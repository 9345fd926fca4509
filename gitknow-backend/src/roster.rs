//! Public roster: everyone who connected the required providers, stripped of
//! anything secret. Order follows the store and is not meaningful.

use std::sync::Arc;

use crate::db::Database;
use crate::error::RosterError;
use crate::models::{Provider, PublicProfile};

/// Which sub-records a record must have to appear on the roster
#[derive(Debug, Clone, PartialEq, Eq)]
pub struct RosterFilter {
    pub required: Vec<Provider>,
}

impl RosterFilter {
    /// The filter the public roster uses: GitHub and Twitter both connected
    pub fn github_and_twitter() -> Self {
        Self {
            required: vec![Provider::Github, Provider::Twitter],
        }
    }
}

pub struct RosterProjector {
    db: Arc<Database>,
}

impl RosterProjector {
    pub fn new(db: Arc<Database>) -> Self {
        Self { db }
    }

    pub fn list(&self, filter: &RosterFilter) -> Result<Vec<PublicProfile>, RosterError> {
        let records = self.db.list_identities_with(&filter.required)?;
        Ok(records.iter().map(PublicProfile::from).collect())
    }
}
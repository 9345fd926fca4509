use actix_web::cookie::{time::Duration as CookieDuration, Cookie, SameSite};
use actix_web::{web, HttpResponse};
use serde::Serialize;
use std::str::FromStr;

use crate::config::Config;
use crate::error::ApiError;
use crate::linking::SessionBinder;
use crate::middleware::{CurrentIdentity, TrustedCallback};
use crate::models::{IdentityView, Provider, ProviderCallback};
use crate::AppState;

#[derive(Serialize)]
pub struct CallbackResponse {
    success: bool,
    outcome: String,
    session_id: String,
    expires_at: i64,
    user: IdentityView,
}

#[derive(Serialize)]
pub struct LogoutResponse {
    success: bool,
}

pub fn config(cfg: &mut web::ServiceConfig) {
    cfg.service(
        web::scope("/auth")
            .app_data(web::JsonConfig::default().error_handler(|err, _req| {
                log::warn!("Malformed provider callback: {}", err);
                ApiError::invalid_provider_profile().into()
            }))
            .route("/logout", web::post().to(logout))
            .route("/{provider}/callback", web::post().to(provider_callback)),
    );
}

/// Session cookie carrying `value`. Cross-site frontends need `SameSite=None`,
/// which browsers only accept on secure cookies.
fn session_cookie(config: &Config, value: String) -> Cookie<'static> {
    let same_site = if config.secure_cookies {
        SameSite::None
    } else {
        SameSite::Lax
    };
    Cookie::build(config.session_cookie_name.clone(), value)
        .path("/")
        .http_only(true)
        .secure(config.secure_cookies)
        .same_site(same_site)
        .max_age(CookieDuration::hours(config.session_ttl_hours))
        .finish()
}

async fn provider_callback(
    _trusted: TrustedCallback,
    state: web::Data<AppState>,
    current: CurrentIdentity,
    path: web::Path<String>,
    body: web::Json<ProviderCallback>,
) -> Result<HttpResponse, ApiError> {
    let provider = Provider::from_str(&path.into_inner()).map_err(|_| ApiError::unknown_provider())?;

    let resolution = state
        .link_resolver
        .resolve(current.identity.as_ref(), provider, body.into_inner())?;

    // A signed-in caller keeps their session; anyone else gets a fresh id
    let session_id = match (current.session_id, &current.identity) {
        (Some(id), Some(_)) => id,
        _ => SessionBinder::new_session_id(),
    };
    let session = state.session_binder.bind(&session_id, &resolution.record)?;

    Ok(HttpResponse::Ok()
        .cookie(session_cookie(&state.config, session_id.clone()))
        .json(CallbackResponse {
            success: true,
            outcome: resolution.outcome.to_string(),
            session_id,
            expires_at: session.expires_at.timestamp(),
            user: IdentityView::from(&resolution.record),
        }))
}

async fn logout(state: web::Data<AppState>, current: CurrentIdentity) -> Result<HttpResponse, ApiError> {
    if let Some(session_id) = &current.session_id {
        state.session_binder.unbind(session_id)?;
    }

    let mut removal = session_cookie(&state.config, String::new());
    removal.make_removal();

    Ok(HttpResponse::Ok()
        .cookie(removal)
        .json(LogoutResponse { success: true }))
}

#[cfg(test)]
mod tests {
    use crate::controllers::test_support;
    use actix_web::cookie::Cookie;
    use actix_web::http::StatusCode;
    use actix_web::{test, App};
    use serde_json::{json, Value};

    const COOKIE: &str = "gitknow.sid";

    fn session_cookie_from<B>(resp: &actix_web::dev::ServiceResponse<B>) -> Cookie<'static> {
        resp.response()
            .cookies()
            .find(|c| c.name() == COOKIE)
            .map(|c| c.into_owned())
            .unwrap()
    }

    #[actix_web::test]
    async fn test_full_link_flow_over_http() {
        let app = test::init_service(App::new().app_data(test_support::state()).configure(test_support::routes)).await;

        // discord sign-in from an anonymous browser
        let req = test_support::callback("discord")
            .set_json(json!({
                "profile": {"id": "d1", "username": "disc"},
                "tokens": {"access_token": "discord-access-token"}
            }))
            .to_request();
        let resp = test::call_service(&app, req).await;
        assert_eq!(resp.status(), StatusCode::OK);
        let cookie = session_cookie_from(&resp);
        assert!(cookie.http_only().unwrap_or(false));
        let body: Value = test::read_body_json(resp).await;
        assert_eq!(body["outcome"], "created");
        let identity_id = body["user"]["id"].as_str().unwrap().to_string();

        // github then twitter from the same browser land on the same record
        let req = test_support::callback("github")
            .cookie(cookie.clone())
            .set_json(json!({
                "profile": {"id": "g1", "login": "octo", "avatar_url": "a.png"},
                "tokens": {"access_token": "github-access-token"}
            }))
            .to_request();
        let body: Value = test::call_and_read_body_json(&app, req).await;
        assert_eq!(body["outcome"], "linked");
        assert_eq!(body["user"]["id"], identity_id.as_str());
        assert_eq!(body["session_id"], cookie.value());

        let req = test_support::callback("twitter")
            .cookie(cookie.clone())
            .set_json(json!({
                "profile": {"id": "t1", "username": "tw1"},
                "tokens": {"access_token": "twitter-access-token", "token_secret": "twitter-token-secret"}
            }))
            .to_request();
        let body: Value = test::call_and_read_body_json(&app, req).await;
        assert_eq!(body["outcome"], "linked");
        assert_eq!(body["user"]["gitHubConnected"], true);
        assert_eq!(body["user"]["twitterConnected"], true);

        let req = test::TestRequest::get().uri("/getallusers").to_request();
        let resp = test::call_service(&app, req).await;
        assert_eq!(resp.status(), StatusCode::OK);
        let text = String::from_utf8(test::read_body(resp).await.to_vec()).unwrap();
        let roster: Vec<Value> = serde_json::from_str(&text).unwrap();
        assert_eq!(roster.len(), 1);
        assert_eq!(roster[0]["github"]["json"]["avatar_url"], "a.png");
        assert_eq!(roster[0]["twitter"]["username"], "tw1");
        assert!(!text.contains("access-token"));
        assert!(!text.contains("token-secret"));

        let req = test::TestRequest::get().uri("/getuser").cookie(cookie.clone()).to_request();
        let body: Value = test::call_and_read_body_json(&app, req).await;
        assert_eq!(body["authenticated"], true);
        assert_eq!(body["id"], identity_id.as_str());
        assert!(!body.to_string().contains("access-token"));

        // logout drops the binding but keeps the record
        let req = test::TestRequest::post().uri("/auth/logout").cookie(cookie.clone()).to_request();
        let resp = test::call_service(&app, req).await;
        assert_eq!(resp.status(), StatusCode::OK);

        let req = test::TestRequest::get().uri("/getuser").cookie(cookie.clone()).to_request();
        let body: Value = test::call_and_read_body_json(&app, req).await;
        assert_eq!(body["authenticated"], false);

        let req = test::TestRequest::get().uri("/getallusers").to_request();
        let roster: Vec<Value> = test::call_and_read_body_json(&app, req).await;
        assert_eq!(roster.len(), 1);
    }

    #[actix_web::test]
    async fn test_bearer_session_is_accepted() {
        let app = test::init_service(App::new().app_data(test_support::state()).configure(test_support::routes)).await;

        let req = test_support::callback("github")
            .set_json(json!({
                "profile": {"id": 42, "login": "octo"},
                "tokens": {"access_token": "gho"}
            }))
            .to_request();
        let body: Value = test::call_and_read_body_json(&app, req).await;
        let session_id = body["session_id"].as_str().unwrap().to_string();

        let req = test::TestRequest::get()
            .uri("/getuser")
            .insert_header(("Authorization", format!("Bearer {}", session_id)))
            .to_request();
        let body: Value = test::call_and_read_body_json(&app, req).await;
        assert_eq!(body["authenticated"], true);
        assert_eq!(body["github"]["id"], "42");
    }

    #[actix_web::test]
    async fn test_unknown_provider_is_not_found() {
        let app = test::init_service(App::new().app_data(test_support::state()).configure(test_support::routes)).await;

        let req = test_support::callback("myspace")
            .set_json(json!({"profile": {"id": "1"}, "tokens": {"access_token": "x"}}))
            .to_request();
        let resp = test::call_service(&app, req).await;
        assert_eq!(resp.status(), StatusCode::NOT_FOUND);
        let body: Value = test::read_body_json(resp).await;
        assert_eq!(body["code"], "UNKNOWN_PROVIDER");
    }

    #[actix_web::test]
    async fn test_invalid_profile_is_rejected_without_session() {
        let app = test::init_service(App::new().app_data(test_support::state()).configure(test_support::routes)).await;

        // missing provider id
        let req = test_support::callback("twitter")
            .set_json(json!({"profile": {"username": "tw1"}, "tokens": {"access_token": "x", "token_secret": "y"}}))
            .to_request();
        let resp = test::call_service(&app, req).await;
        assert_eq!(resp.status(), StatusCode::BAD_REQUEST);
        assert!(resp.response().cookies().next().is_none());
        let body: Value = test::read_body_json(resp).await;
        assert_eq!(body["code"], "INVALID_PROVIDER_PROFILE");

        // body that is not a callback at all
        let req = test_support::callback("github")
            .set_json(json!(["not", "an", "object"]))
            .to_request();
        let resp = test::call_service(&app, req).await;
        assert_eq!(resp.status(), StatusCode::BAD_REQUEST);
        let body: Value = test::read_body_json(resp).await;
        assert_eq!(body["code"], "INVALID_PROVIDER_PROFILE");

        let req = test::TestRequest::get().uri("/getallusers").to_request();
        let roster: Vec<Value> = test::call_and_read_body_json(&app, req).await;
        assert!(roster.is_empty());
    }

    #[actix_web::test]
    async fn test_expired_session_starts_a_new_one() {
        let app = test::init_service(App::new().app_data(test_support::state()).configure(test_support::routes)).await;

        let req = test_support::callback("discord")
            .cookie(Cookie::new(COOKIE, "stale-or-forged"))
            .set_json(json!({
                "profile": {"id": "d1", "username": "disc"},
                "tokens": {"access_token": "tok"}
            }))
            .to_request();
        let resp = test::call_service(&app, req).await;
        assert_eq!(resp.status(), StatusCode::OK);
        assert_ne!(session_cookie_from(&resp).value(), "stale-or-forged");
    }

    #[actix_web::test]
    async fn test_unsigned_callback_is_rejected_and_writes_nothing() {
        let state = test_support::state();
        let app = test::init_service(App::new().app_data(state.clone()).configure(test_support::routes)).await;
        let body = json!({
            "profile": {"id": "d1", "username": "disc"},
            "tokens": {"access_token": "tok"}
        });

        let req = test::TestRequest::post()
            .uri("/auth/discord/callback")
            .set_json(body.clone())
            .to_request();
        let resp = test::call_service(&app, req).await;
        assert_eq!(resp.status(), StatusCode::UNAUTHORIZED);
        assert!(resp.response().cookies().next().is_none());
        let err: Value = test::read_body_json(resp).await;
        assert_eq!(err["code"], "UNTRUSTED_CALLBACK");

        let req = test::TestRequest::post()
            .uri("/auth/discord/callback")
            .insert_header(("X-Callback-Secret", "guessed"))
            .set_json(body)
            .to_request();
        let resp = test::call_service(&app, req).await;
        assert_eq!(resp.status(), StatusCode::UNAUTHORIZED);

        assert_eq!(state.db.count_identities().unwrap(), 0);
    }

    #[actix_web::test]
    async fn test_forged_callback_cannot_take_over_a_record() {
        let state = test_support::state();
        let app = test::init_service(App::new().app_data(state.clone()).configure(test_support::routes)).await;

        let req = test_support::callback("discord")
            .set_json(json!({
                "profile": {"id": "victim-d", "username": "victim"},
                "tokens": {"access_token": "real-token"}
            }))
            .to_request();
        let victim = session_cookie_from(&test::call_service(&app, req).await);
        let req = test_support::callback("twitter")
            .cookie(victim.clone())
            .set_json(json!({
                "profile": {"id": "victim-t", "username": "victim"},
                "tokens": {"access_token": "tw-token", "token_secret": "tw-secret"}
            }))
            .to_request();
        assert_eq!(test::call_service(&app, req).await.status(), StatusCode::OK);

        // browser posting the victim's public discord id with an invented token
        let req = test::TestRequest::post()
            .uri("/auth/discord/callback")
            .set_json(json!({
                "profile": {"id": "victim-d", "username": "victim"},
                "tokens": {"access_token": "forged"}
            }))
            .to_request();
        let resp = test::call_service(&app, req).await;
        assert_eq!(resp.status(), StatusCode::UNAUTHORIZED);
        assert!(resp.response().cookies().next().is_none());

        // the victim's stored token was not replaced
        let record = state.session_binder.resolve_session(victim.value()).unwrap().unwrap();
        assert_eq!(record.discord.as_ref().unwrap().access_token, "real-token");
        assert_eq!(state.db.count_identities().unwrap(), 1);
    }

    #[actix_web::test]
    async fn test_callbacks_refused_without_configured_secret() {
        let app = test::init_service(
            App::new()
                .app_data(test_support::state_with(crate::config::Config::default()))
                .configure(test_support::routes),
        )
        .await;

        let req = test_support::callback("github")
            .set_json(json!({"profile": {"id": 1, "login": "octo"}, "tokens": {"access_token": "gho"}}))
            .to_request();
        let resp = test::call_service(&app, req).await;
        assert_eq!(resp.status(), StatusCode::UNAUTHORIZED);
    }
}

## Required action
Return every line in the records that includes the string "RosterProjector".

## Response to this exercise
pub struct RosterProjector {
impl RosterProjector {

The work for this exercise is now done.